OR6C68 Inhibitors
Chemical inhibitors of OR6C68 can employ various mechanisms to achieve their inhibitory effects on this protein. Zinc acetate, for instance, can target the metal ion binding sites that are essential for the structural stability and functionality of many olfactory receptors, including OR6C68. By binding to these critical sites, zinc acetate can disrupt the conformation of OR6C68, rendering it unable to bind to odorant molecules effectively. Similarly, Copper(II) sulfate may interact with thiols and histidine residues that are integral to the active conformation of OR6C68, leading to disruption of the receptor's sensory function. Compounds like Chloroquine, which incorporate themselves into the membrane, can alter membrane properties in a way that changes the conformation of OR6C68, preventing it from properly binding odorant molecules and signaling.
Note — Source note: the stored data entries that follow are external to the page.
// This file is part of Opvet.
//
// Opvet is free software: you can redistribute it and/or modify it under the
// terms of the GNU Lesser General Public License as published by the Free Software
// Foundation, either version 3 of the License, or (at your option) any later version.
//
// Opvet is distributed in the hope that it will be useful, but WITHOUT ANY WARRANTY;
// without even the implied warranty of MERCHANTABILITY or FITNESS FOR A PARTICULAR PURPOSE.
// See the GNU General Public License for more details.
//
// You should have received a copy of the GNU General Public License along with Opvet.
// If not, see https://www.gnu.org/licenses/.

use ethers::types::{H256, U256};
use opvet_evm::{StepAbort, StepSink, StepView};
use opvet_types::{opcode, EntityKind, OpcodeClass, OpcodeId, Violation};

use super::{
    context::ValidationContext,
    rules::{get_storage_restriction, StorageRestriction, StorageRuleArgs},
};

/// The per-instruction rule check, attached to the EVM for the life of one
/// validation phase.
///
/// Borrows the context mutably for the life of the hook guard, so the
/// driver can only change the active entity between phases.
pub struct ValidationInspector<'a> {
    ctx: &'a mut ValidationContext,
}

impl<'a> ValidationInspector<'a> {
    /// An inspector recording into `ctx`
    pub fn new(ctx: &'a mut ValidationContext) -> Self {
        Self { ctx }
    }

    fn record(&mut self, violation: Violation) -> Result<(), StepAbort> {
        self.ctx
            .record_violation(violation)
            .map_err(|abort| StepAbort::new(abort.message))
    }
}

impl StepSink for ValidationInspector<'_> {
    fn on_step(&mut self, step: &StepView<'_>) -> Result<(), StepAbort> {
        let entity = self.ctx.entity();
        match opcode::classify(step.opcode) {
            OpcodeClass::Banned => self.record(Violation::BannedOpcode {
                entity,
                opcode: OpcodeId(step.opcode),
                pc: step.pc,
            })?,
            OpcodeClass::Create => {
                if entity != EntityKind::Factory {
                    self.record(Violation::EntityRestriction {
                        entity,
                        opcode: OpcodeId(step.opcode),
                        pc: step.pc,
                    })?;
                }
            }
            OpcodeClass::Storage => {
                // the slot is the instruction's first operand
                let slot = word_to_slot(step.stack.peek(0).unwrap_or_default());
                let restriction = get_storage_restriction(StorageRuleArgs {
                    entity,
                    storage_owner: step.address,
                    slot,
                    sender: self.ctx.sender(),
                    entry_point: self.ctx.entry_point(),
                    factory: self.ctx.factory(),
                    paymaster: self.ctx.paymaster(),
                });
                if let StorageRestriction::Denied(_) = restriction {
                    self.record(Violation::IllegalStorageAccess {
                        entity,
                        storage_owner: step.address,
                        slot,
                        pc: step.pc,
                    })?;
                }
            }
            OpcodeClass::Neutral => {}
        }
        Ok(())
    }
}

fn word_to_slot(value: U256) -> H256 {
    let mut buf = [0_u8; 32];
    value.to_big_endian(&mut buf);
    H256(buf)
}

#[cfg(test)]
mod tests {
    use ethers::types::Address;
    use opvet_evm::Stack;
    use opvet_types::ViolationKind;

    use super::*;

    fn context() -> ValidationContext {
        ValidationContext::new(
            Address::repeat_byte(0x01),
            Address::repeat_byte(0xee),
            Some(Address::repeat_byte(0x02)),
            Some(Address::repeat_byte(0x03)),
            false,
        )
    }

    fn step<'a>(opcode: u8, stack: &'a Stack, address: Address) -> StepView<'a> {
        StepView {
            opcode,
            pc: 4,
            stack,
            address,
            code_address: address,
            depth: 0,
        }
    }

    #[test]
    fn create_is_allowed_for_the_factory_only() {
        let stack = Stack::default();
        let mut ctx = context();
        ctx.set_entity(EntityKind::Factory);
        {
            let mut inspector = ValidationInspector::new(&mut ctx);
            inspector
                .on_step(&step(0xf0, &stack, Address::repeat_byte(0x02)))
                .unwrap();
        }
        assert!(ctx.violations().is_empty());

        ctx.set_entity(EntityKind::Sender);
        {
            let mut inspector = ValidationInspector::new(&mut ctx);
            inspector
                .on_step(&step(0xf0, &stack, Address::repeat_byte(0x01)))
                .unwrap();
        }
        assert_eq!(ctx.violations().len(), 1);
        assert_eq!(ctx.violations()[0].kind(), ViolationKind::EntityRestriction);
        assert_eq!(ctx.violations()[0].entity(), EntityKind::Sender);
    }

    #[test]
    fn banned_opcode_is_recorded_with_pc() {
        let stack = Stack::default();
        let mut ctx = context();
        {
            let mut inspector = ValidationInspector::new(&mut ctx);
            inspector
                .on_step(&step(0x3a, &stack, Address::repeat_byte(0x01)))
                .unwrap();
        }
        let violation = &ctx.violations()[0];
        assert_eq!(violation.kind(), ViolationKind::BannedOpcode);
        assert_eq!(violation.pc(), 4);
        assert!(violation.to_string().contains("GASPRICE"));
    }

    #[test]
    fn foreign_sload_is_an_illegal_access() {
        let mut stack = Stack::default();
        stack.push(U256::zero()).unwrap();
        let mut ctx = context();
        let foreign = Address::repeat_byte(0x99);
        {
            let mut inspector = ValidationInspector::new(&mut ctx);
            inspector.on_step(&step(0x54, &stack, foreign)).unwrap();
        }
        let violation = &ctx.violations()[0];
        assert_eq!(violation.kind(), ViolationKind::IllegalStorageAccess);
        assert_eq!(violation.entity(), EntityKind::Sender);
        assert_eq!(violation.storage_target(), Some((foreign, H256::zero())));
    }

    #[test]
    fn own_sload_is_clean() {
        let mut stack = Stack::default();
        stack.push(U256::from(5)).unwrap();
        let mut ctx = context();
        {
            let mut inspector = ValidationInspector::new(&mut ctx);
            inspector
                .on_step(&step(0x54, &stack, Address::repeat_byte(0x01)))
                .unwrap();
        }
        assert!(ctx.violations().is_empty());
    }

    #[test]
    fn throw_mode_aborts_on_the_first_violation() {
        let stack = Stack::default();
        let mut ctx = ValidationContext::new(
            Address::repeat_byte(0x01),
            Address::repeat_byte(0xee),
            None,
            None,
            true,
        );
        let mut inspector = ValidationInspector::new(&mut ctx);
        let abort = inspector
            .on_step(&step(0x42, &stack, Address::repeat_byte(0x01)))
            .unwrap_err();
        assert!(abort.message.contains("TIMESTAMP"));
    }
}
Further, specific inhibitors like Lidocaine and Tetraethylammonium can modulate neuronal excitability, which indirectly affects the function of OR6C68. Lidocaine stabilizes the inactive form of sodium channels, thereby reducing the excitability of olfactory neurons and, by extension, the activity of OR6C68. Tetraethylammonium acts as a potassium channel blocker, and by reducing neuronal excitability, it can decrease the overall response to odorants of neurons expressing OR6C68. Furthermore, compounds such as Quinine, which inhibit various ion channels, and calcium channel blockers like Ruthenium red, Verapamil, Diltiazem, and Nifedipine, can suppress OR6C68 signaling through the reduction of ion fluxes critical to olfactory neuron activation. Amiloride inhibits sodium channels, which are necessary for membrane depolarization and subsequent activation of OR6C68, leading to a decrease in the protein's activity. Lastly, Methylene blue targets guanylyl cyclase, leading to a decrease in cGMP levels, consequently impairing the cGMP-dependent signaling pathways vital for the functioning of OR6C68 in olfactory perception. Each of these chemicals disrupts the functional activity of OR6C68 through direct or indirect interactions with the receptor itself or the cellular components that support its function.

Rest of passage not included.